Go line by line through the records and tally those that include "MemoryStore". Respond with the tally only.

Information shown START

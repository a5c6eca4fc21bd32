use std::path::PathBuf;
use std::process;
use std::sync::Arc;

use anyhow::{Context, Result};
use clap::{Parser, Subcommand};

use vetclinic_lib::config::ClientConfig;
use vetclinic_lib::entities::HouseholdUpdate;
use vetclinic_lib::store::SqliteCommandLayer;
use vetclinic_lib::{AppError, ClinicClient};

#[derive(Debug, Parser)]
#[command(name = "vetclinic", about = "Veterinary clinic records", version)]
struct Cli {
    /// Database file to use instead of the one under the data directory.
    #[arg(long, global = true)]
    db: Option<PathBuf>,

    #[command(subcommand)]
    command: Commands,
}

#[derive(Debug, Subcommand)]
enum Commands {
    /// Database maintenance commands.
    #[command(subcommand)]
    Db(DbCommand),
    /// Create, inspect and rename households.
    #[command(subcommand)]
    Household(HouseholdCommand),
    /// Medical record commands.
    #[command(subcommand)]
    Record(RecordCommand),
}

#[derive(Debug, Subcommand)]
enum DbCommand {
    /// Create the database if needed and apply pending migrations.
    Init,
}

#[derive(Debug, Subcommand)]
enum HouseholdCommand {
    /// Create a household and print it as JSON.
    Create { name: String },
    /// Print one household as JSON.
    Show { id: i64 },
    /// Change a household's name.
    Rename { id: i64, name: String },
}

#[derive(Debug, Subcommand)]
enum RecordCommand {
    /// Archive a medical record, or restore it with `--restore`.
    Archive {
        id: i64,
        #[arg(long)]
        restore: bool,
    },
}

fn main() {
    vetclinic_lib::init_logging();

    let cli = Cli::parse();
    match handle_cli(cli) {
        Ok(code) => process::exit(code),
        Err(err) => {
            eprintln!("Error: {err:#}");
            process::exit(1);
        }
    }
}

fn handle_cli(cli: Cli) -> Result<i32> {
    let config = ClientConfig::from_env();
    let db_path = cli.db.clone().unwrap_or_else(|| config.db_path());
    let runtime = tokio::runtime::Builder::new_multi_thread()
        .enable_all()
        .build()
        .context("start async runtime")?;

    runtime.block_on(async move {
        let store = SqliteCommandLayer::open(&db_path)
            .await
            .with_context(|| format!("open database {}", db_path.display()))?;
        tracing::debug!(target: "vetclinic", event = "cli_db_opened", path = %db_path.display());

        let code = match cli.command {
            Commands::Db(DbCommand::Init) => {
                println!("Database ready at {}", db_path.display());
                0
            }
            Commands::Household(command) => {
                let client = ClinicClient::new(config, Arc::new(store.clone()));
                let code = handle_household(&client, command).await?;
                client.router().wait_idle().await;
                code
            }
            Commands::Record(RecordCommand::Archive { id, restore }) => {
                let client = ClinicClient::new(config, Arc::new(store.clone()));
                let result = client.archive_medical_record(id, !restore).await;
                client.router().wait_idle().await;
                match result {
                    Ok(record) => {
                        let verb = if record.is_archived { "archived" } else { "restored" };
                        println!("Medical record {id} {verb}.");
                        0
                    }
                    Err(err) => report(&err),
                }
            }
        };
        store.pool().close().await;
        Result::<i32>::Ok(code)
    })
}

async fn handle_household(client: &ClinicClient, command: HouseholdCommand) -> Result<i32> {
    let result = match command {
        HouseholdCommand::Create { name } => client.create_household(&name).await,
        HouseholdCommand::Show { id } => client.household(id).await,
        HouseholdCommand::Rename { id, name } => {
            let update = HouseholdUpdate {
                household_name: Some(name),
                ..HouseholdUpdate::default()
            };
            client.update_household(id, update).await
        }
    };
    match result {
        Ok(household) => {
            let json = serde_json::to_string_pretty(&household).context("serialize household")?;
            println!("{json}");
            Ok(0)
        }
        Err(err) => Ok(report(&err)),
    }
}

fn report(err: &AppError) -> i32 {
    eprintln!("Error: {} ({})", err.message(), err.code());
    if err.is_validation() {
        2
    } else {
        1
    }
}
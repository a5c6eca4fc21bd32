use std::collections::HashMap;
use std::fs;
use std::path::PathBuf;
use std::sync::{Arc, Mutex};

use anyhow::Context;
use serde_json::{json, Value};
use thiserror::Error;
use tracing::{info, warn};

use crate::cache::EntityKind;
use crate::command::CommandInvoker;
use crate::error::BACKEND_NOT_FOUND;
use crate::transform::{list_items, normalize};
use crate::AppError;

pub const ACTIVE_HOUSEHOLD_KEY: &str = "activeHouseholdId";

trait ActiveStore: Send + Sync {
    fn get(&self, key: &str) -> Option<String>;
    fn set(&self, key: &str, value: &str);
    fn save(&self) -> anyhow::Result<()>;
}

/// Small JSON object on disk, loaded once and rewritten on save.
struct JsonFileStore {
    path: PathBuf,
    data: Mutex<HashMap<String, String>>,
}

impl JsonFileStore {
    fn open(path: PathBuf) -> Self {
        let data = fs::read_to_string(&path)
            .ok()
            .and_then(|text| serde_json::from_str::<HashMap<String, String>>(&text).ok())
            .unwrap_or_default();
        Self {
            path,
            data: Mutex::new(data),
        }
    }
}

impl ActiveStore for JsonFileStore {
    fn get(&self, key: &str) -> Option<String> {
        self.data
            .lock()
            .map(|guard| guard.get(key).cloned())
            .unwrap_or_default()
    }

    fn set(&self, key: &str, value: &str) {
        if let Ok(mut guard) = self.data.lock() {
            guard.insert(key.to_string(), value.to_string());
        }
    }

    fn save(&self) -> anyhow::Result<()> {
        let text = {
            let guard = self
                .data
                .lock()
                .map_err(|_| anyhow::anyhow!("active household store poisoned"))?;
            serde_json::to_string_pretty(&*guard)?
        };
        if let Some(parent) = self.path.parent() {
            fs::create_dir_all(parent)
                .with_context(|| format!("create store directory {}", parent.display()))?;
        }
        fs::write(&self.path, text)
            .with_context(|| format!("write active household store {}", self.path.display()))
    }
}

#[derive(Default)]
struct MemoryStore {
    data: Mutex<HashMap<String, String>>,
}

impl ActiveStore for MemoryStore {
    fn get(&self, key: &str) -> Option<String> {
        self.data
            .lock()
            .map(|guard| guard.get(key).cloned())
            .unwrap_or_default()
    }

    fn set(&self, key: &str, value: &str) {
        if let Ok(mut guard) = self.data.lock() {
            guard.insert(key.to_string(), value.to_string());
        }
    }

    fn save(&self) -> anyhow::Result<()> {
        Ok(())
    }
}

#[derive(Clone)]
pub struct StoreHandle {
    inner: Arc<dyn ActiveStore + Send + Sync>,
}

impl StoreHandle {
    pub fn file(path: impl Into<PathBuf>) -> Self {
        Self {
            inner: Arc::new(JsonFileStore::open(path.into())),
        }
    }

    pub fn in_memory() -> Self {
        Self {
            inner: Arc::new(MemoryStore::default()),
        }
    }

    fn read_active(&self) -> Option<i64> {
        self.inner
            .get(ACTIVE_HOUSEHOLD_KEY)
            .and_then(|value| value.parse().ok())
    }

    fn write_active(&self, id: i64) {
        self.inner.set(ACTIVE_HOUSEHOLD_KEY, &id.to_string());
    }

    fn persist(&self) -> anyhow::Result<()> {
        self.inner.save()
    }

    pub fn snapshot(&self) -> Option<i64> {
        self.read_active()
    }
}

#[derive(Error, Debug)]
pub enum ActiveSetError {
    #[error("household not found")]
    NotFound,
    #[error("household lookup failed: {0}")]
    Lookup(AppError),
}

impl From<ActiveSetError> for AppError {
    fn from(err: ActiveSetError) -> Self {
        match err {
            ActiveSetError::NotFound => AppError::new(BACKEND_NOT_FOUND, "Household not found"),
            ActiveSetError::Lookup(inner) => inner,
        }
    }
}

async fn household_exists(invoker: &dyn CommandInvoker, id: i64) -> Result<bool, AppError> {
    match invoker.invoke("get_household", json!({ "id": id })).await {
        Ok(Value::Null) => Ok(false),
        Ok(_) => Ok(true),
        Err(err) if err.code() == BACKEND_NOT_FOUND => Ok(false),
        Err(err) => Err(err),
    }
}

async fn first_household(invoker: &dyn CommandInvoker) -> Result<Option<i64>, AppError> {
    let response = invoker.invoke("list_households", json!({})).await?;
    Ok(list_items(&response)
        .iter()
        .map(|item| normalize(EntityKind::Household, item).id)
        .find(|id| *id != 0))
}

/// The stored selection when it still exists, otherwise the first household the
/// backend lists. A fallback is written back to the store.
pub async fn get_active_household_id(
    invoker: &dyn CommandInvoker,
    store: &StoreHandle,
) -> Result<Option<i64>, AppError> {
    let reason = match store.read_active() {
        Some(candidate) => {
            if household_exists(invoker, candidate).await? {
                return Ok(Some(candidate));
            }
            "not_found"
        }
        None => "missing",
    };

    let Some(fallback) = first_household(invoker).await? else {
        return Ok(None);
    };
    store.write_active(fallback);
    store
        .persist()
        .context("persist active household selection")?;
    info!(
        target: "vetclinic",
        event = "active_household_fallback",
        reason,
        chosen_id = fallback
    );
    Ok(Some(fallback))
}

pub async fn set_active_household_id(
    invoker: &dyn CommandInvoker,
    store: &StoreHandle,
    id: i64,
) -> Result<(), ActiveSetError> {
    match household_exists(invoker, id).await {
        Ok(true) => {
            store.write_active(id);
            if let Err(err) = store.persist() {
                warn!(
                    target: "vetclinic",
                    event = "active_household_store_save_failed",
                    error = %err
                );
            }
            Ok(())
        }
        Ok(false) => {
            warn!(
                target: "vetclinic",
                event = "active_household_set_rejected",
                reason = "not_found",
                id
            );
            Err(ActiveSetError::NotFound)
        }
        Err(err) => Err(ActiveSetError::Lookup(err)),
    }
}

Information shown END

■ Final answer ■
3